_ACTIVITY_. Among the entries below, find the lines with "Duration" and copy them.

(Collected data entries)
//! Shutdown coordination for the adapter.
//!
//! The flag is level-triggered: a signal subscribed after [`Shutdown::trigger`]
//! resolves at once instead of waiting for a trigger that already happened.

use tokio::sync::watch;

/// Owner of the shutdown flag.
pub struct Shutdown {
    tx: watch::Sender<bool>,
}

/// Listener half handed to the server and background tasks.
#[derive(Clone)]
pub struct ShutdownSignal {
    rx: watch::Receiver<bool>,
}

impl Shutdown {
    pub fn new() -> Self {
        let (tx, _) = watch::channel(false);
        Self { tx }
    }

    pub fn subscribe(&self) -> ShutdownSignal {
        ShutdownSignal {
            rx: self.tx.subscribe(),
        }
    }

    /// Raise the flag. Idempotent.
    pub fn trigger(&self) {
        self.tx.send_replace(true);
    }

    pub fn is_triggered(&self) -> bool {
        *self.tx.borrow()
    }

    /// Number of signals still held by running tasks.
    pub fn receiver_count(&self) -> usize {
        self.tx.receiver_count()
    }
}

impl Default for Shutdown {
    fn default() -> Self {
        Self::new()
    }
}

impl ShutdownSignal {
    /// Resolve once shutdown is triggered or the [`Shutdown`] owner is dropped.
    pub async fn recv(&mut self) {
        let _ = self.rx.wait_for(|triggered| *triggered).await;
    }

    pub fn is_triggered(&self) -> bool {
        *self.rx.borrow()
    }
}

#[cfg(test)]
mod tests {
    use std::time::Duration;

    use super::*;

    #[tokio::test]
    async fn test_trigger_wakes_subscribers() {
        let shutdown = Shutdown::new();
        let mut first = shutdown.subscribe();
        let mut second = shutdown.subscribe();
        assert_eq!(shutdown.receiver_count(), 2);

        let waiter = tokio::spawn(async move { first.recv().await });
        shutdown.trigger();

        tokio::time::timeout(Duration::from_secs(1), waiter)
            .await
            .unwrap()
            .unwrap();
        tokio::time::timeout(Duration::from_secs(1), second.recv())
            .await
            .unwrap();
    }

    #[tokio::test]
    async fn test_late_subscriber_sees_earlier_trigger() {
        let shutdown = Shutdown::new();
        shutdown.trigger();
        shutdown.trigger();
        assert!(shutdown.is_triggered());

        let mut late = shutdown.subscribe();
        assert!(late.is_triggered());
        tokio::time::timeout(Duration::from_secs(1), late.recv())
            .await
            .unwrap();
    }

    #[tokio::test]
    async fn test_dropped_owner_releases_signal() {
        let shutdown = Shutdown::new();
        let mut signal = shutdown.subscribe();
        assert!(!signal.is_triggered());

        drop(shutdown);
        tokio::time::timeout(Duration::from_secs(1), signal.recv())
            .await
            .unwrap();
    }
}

_RESPONSE AREA_.
    use std::time::Duration;
        tokio::time::timeout(Duration::from_secs(1), waiter)
        tokio::time::timeout(Duration::from_secs(1), second.recv())
        tokio::time::timeout(Duration::from_secs(1), late.recv())
        tokio::time::timeout(Duration::from_secs(1), signal.recv())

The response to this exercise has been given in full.